DATA FOR THE TASK START

use std::collections::BTreeMap;

use chrono::NaiveDate;

use crate::pipeline::report::{bar, chart, line, mean};
use crate::pipeline::risk::{band_acwr, band_footstrike};
use crate::pipeline::workload::{latest_ratio, WorkloadEngine};
use crate::types::report::{
    AcwrSummary, AthleteAcwr, AthleteSessionRow, Chart, FamilySummary, FamilyTrend,
    FootstrikeAlert, LatestRatio, PeakMetrics, PlayerReport, SessionDay, SessionReport,
    SessionTotals,
};
use crate::types::session::{GpsColumn, MetricFamily, SessionRecord};
use crate::types::workload::{AcwrSource, WorkloadPoint};

pub fn session_days(records: &[SessionRecord]) -> Vec<SessionDay> {
    let mut days: BTreeMap<NaiveDate, Vec<String>> = BTreeMap::new();
    for record in records {
        let Some(date) = record.date.date() else {
            continue;
        };
        let sessions = days.entry(date).or_default();
        if !record.session.is_empty() && !sessions.contains(&record.session) {
            sessions.push(record.session.clone());
        }
    }

    days.into_iter()
        .rev()
        .map(|(date, sessions)| SessionDay { date, sessions })
        .collect()
}

pub fn athletes(records: &[SessionRecord]) -> Vec<String> {
    let mut names: Vec<String> = records
        .iter()
        .filter(|r| !r.athlete_name.is_empty())
        .map(|r| r.athlete_name.clone())
        .collect();
    names.sort();
    names.dedup();
    names
}

pub fn session_report(records: &[SessionRecord], date: NaiveDate, session: &str) -> SessionReport {
    let rows: Vec<&SessionRecord> = records
        .iter()
        .filter(|r| r.date.date() == Some(date) && r.session == session)
        .collect();

    if rows.is_empty() {
        return SessionReport {
            date,
            session: session.to_string(),
            warning: Some(format!("No data for session '{}' on {}", session, date)),
            totals: None,
            footstrike_alerts: Vec::new(),
            athletes: Vec::new(),
            charts: Vec::new(),
        };
    }

    let sum = |column: GpsColumn| rows.iter().map(|r| value(r, column)).sum::<f64>();
    let totals = SessionTotals {
        total_distance: sum(GpsColumn::TotalDistance),
        msr_dist: sum(GpsColumn::MsrDist),
        hir_dist: sum(GpsColumn::HirDist),
        sprint_dist: sum(GpsColumn::SprintDist),
        acc_eff_3: sum(GpsColumn::AccEff3),
        dcc_eff_3: sum(GpsColumn::DccEff3),
        avg_total_duration: mean(rows.iter().map(|r| value(r, GpsColumn::TotalDuration)))
            .unwrap_or(0.0),
        avg_m_min: mean(rows.iter().map(|r| value(r, GpsColumn::MetersPerMinute))).unwrap_or(0.0),
    };

    let footstrike_alerts = rows
        .iter()
        .filter(|r| band_footstrike(r.metric(GpsColumn::FootstrikeImbalance).value()).is_alert())
        .map(|r| FootstrikeAlert {
            athlete_name: r.athlete_name.clone(),
            imbalance: value(r, GpsColumn::FootstrikeImbalance),
        })
        .collect();

    let mut athletes: Vec<AthleteSessionRow> = rows.iter().map(|r| athlete_row(r)).collect();
    athletes.sort_by(|a, b| b.m_min.total_cmp(&a.m_min));

    SessionReport {
        date,
        session: session.to_string(),
        warning: None,
        totals: Some(totals),
        footstrike_alerts,
        athletes,
        charts: session_charts(&rows),
    }
}

pub fn player_report(
    records: &[SessionRecord],
    athlete: &str,
    start: Option<NaiveDate>,
    end: Option<NaiveDate>,
    engine: &WorkloadEngine,
    source: AcwrSource,
) -> PlayerReport {
    let empty = |warning: String| PlayerReport {
        athlete: athlete.to_string(),
        start,
        end,
        warning: Some(warning),
        sessions: 0,
        peaks: None,
        acwr: Vec::new(),
        charts: Vec::new(),
    };

    let (Some(start), Some(end)) = (start, end) else {
        return empty("Please select a start and end date.".to_string());
    };
    let in_range = |d: NaiveDate| d >= start && d <= end;

    let mut rows: Vec<(NaiveDate, &SessionRecord)> = records
        .iter()
        .filter(|r| r.athlete_name == athlete)
        .filter_map(|r| r.date.date().map(|d| (d, r)))
        .filter(|(d, _)| in_range(*d))
        .collect();
    if rows.is_empty() {
        return empty(format!(
            "No sessions for {} between {} and {}",
            athlete, start, end
        ));
    }
    rows.sort_by_key(|(d, _)| *d);

    let peaks = PeakMetrics {
        max_speed: rows.iter().map(|(_, r)| value(r, GpsColumn::MaxSpeed)).reduce(f64::max),
        max_accel: rows.iter().map(|(_, r)| value(r, GpsColumn::MaxAccel)).reduce(f64::max),
        max_decel: rows.iter().map(|(_, r)| value(r, GpsColumn::MaxDecc)).reduce(f64::min),
    };

    // Windows need the athlete's full history, so the range is applied after.
    let acwr: Vec<FamilyTrend> = MetricFamily::ALL
        .iter()
        .map(|family| {
            let points: Vec<WorkloadPoint> = engine
                .series(source, records, athlete, *family)
                .into_iter()
                .filter(|p| in_range(p.date))
                .collect();
            let latest = latest_ratio(&points).and_then(|p| {
                p.ratio.map(|ratio| LatestRatio {
                    date: p.date,
                    session: p.session.clone(),
                    ratio,
                    band: band_acwr(Some(ratio)),
                })
            });
            FamilyTrend {
                family: *family,
                latest,
                points,
            }
        })
        .collect();

    let charts = player_charts(&rows, &acwr);

    PlayerReport {
        athlete: athlete.to_string(),
        start: Some(start),
        end: Some(end),
        warning: None,
        sessions: rows.len(),
        peaks: Some(peaks),
        acwr,
        charts,
    }
}

pub fn acwr_summary(
    records: &[SessionRecord],
    date: NaiveDate,
    engine: &WorkloadEngine,
    source: AcwrSource,
) -> AcwrSummary {
    let mut names: Vec<&str> = Vec::new();
    for record in records.iter().filter(|r| r.date.date() == Some(date)) {
        if !names.contains(&record.athlete_name.as_str()) {
            names.push(&record.athlete_name);
        }
    }

    if names.is_empty() {
        return AcwrSummary {
            date,
            warning: Some(format!("No sessions on {}", date)),
            families: Vec::new(),
            charts: Vec::new(),
        };
    }

    let families: Vec<FamilySummary> = MetricFamily::ALL
        .iter()
        .map(|family| {
            let athletes: Vec<AthleteAcwr> = names
                .iter()
                .flat_map(|name| {
                    engine
                        .series(source, records, name, *family)
                        .into_iter()
                        .filter(|p| p.date == date)
                        .map(move |p| AthleteAcwr {
                            athlete_name: name.to_string(),
                            session: p.session,
                            acute: p.acute,
                            chronic: p.chronic,
                            ratio: p.ratio,
                            band: band_acwr(p.ratio),
                        })
                })
                .collect();
            let alerts = athletes
                .iter()
                .filter(|a| a.band.is_alert())
                .cloned()
                .collect();
            FamilySummary {
                family: *family,
                athletes,
                alerts,
            }
        })
        .collect();

    let charts = families
        .iter()
        .map(|summary| {
            let x = summary.athletes.iter().map(|a| a.athlete_name.clone()).collect();
            acwr_chart(
                summary.family,
                x,
                summary.athletes.iter().map(|a| (a.acute, a.chronic, a.ratio)),
            )
        })
        .collect();

    AcwrSummary {
        date,
        warning: None,
        families,
        charts,
    }
}

fn value(record: &SessionRecord, column: GpsColumn) -> f64 {
    record.metric(column).or_zero()
}

fn athlete_row(record: &SessionRecord) -> AthleteSessionRow {
    let imbalance = record.metric(GpsColumn::FootstrikeImbalance);
    AthleteSessionRow {
        athlete_name: record.athlete_name.clone(),
        total_distance: value(record, GpsColumn::TotalDistance),
        m_min: value(record, GpsColumn::MetersPerMinute),
        msr_dist: value(record, GpsColumn::MsrDist),
        hir_dist: value(record, GpsColumn::HirDist),
        sprint_dist: value(record, GpsColumn::SprintDist),
        acc_eff_3: value(record, GpsColumn::AccEff3),
        dcc_eff_3: value(record, GpsColumn::DccEff3),
        max_speed: value(record, GpsColumn::MaxSpeed),
        max_speed_pct: value(record, GpsColumn::PorVel) * 100.0,
        footstrike_imbalance: imbalance.or_zero(),
        footstrike: band_footstrike(imbalance.value()),
    }
}

fn session_charts(rows: &[&SessionRecord]) -> Vec<Chart> {
    let x: Vec<String> = rows.iter().map(|r| r.athlete_name.clone()).collect();
    let column = |c: GpsColumn| -> Vec<Option<f64>> { rows.iter().map(|r| Some(value(r, c))).collect() };
    let pct_max_speed = rows
        .iter()
        .map(|r| Some(value(r, GpsColumn::PorVel) * 100.0))
        .collect();

    vec![
        chart(
            "distance_m_min",
            "Total Distance and m/min",
            "Distance (m)",
            Some("m/min"),
            x.clone(),
            vec![
                bar("Distance (m)", column(GpsColumn::TotalDistance)),
                line("m/min", column(GpsColumn::MetersPerMinute)),
            ],
        ),
        chart(
            "top_speed",
            "Top Speed and % Max Speed",
            "Speed (km/h)",
            Some("% Max"),
            x.clone(),
            vec![
                bar("Max Speed (km/h)", column(GpsColumn::MaxSpeed)),
                line("% Max Speed", pct_max_speed),
            ],
        ),
        chart(
            "running_bands",
            "MSR, HIR and Sprint Distance",
            "Distance (m)",
            None,
            x.clone(),
            vec![
                bar("MSR", column(GpsColumn::MsrDist)),
                bar("HIR", column(GpsColumn::HirDist)),
                bar("Sprint", column(GpsColumn::SprintDist)),
            ],
        ),
        chart(
            "acc_dcc",
            "Accelerations and Decelerations >3",
            "Count",
            None,
            x,
            vec![
                bar("Acc >3", column(GpsColumn::AccEff3)),
                bar("Dcc >3", column(GpsColumn::DccEff3)),
            ],
        ),
    ]
}

fn player_charts(rows: &[(NaiveDate, &SessionRecord)], acwr: &[FamilyTrend]) -> Vec<Chart> {
    let x: Vec<String> = rows.iter().map(|(d, _)| d.to_string()).collect();
    let column = |c: GpsColumn| -> Vec<Option<f64>> {
        rows.iter().map(|(_, r)| Some(value(r, c))).collect()
    };

    let mut charts = vec![
        chart(
            "total_distance",
            "Total Distance Over Time",
            "Distance (m)",
            None,
            x.clone(),
            vec![bar("Total Distance", column(GpsColumn::TotalDistance))],
        ),
        chart(
            "running_bands",
            "MSR, HIR and Sprint Distance",
            "Distance (m)",
            None,
            x.clone(),
            vec![
                bar("MSR", column(GpsColumn::MsrDist)),
                bar("HIR", column(GpsColumn::HirDist)),
                bar("Sprint", column(GpsColumn::SprintDist)),
            ],
        ),
        chart(
            "acc_dcc",
            "Accelerations and Decelerations",
            "Count",
            None,
            x,
            vec![
                bar("Acc >3", column(GpsColumn::AccEff3)),
                bar("Dcc >3", column(GpsColumn::DccEff3)),
            ],
        ),
    ];

    charts.extend(acwr.iter().map(|trend| {
        let x = trend.points.iter().map(|p| p.date.to_string()).collect();
        acwr_chart(
            trend.family,
            x,
            trend.points.iter().map(|p| (p.acute, p.chronic, p.ratio)),
        )
    }));
    charts
}

fn acwr_chart(
    family: MetricFamily,
    x: Vec<String>,
    values: impl Iterator<Item = (Option<f64>, Option<f64>, Option<f64>)>,
) -> Chart {
    let mut acute = Vec::new();
    let mut chronic = Vec::new();
    let mut ratio = Vec::new();
    for (a, c, r) in values {
        acute.push(a);
        chronic.push(c);
        ratio.push(r);
    }

    chart(
        &format!("acwr_{}", family.as_str()),
        &format!("ACWR - {}", family.as_str().to_uppercase()),
        "Load",
        Some("ACWR"),
        x,
        vec![bar("Acute", acute), bar("Chronic", chronic), line("Ratio", ratio)],
    )
}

DATA FOR THE TASK END

● **WORK REQUEST**: The lines needed run from the first line of the data through the line containing "pub fn athletes(records: &[SessionRecord])"; give them again exactly and nothing else.

● **WRITTEN REPLY**:
use std::collections::BTreeMap;

use chrono::NaiveDate;

use crate::pipeline::report::{bar, chart, line, mean};
use crate::pipeline::risk::{band_acwr, band_footstrike};
use crate::pipeline::workload::{latest_ratio, WorkloadEngine};
use crate::types::report::{
    AcwrSummary, AthleteAcwr, AthleteSessionRow, Chart, FamilySummary, FamilyTrend,
    FootstrikeAlert, LatestRatio, PeakMetrics, PlayerReport, SessionDay, SessionReport,
    SessionTotals,
};
use crate::types::session::{GpsColumn, MetricFamily, SessionRecord};
use crate::types::workload::{AcwrSource, WorkloadPoint};

pub fn session_days(records: &[SessionRecord]) -> Vec<SessionDay> {
    let mut days: BTreeMap<NaiveDate, Vec<String>> = BTreeMap::new();
    for record in records {
        let Some(date) = record.date.date() else {
            continue;
        };
        let sessions = days.entry(date).or_default();
        if !record.session.is_empty() && !sessions.contains(&record.session) {
            sessions.push(record.session.clone());
        }
    }

    days.into_iter()
        .rev()
        .map(|(date, sessions)| SessionDay { date, sessions })
        .collect()
}

pub fn athletes(records: &[SessionRecord]) -> Vec<String> {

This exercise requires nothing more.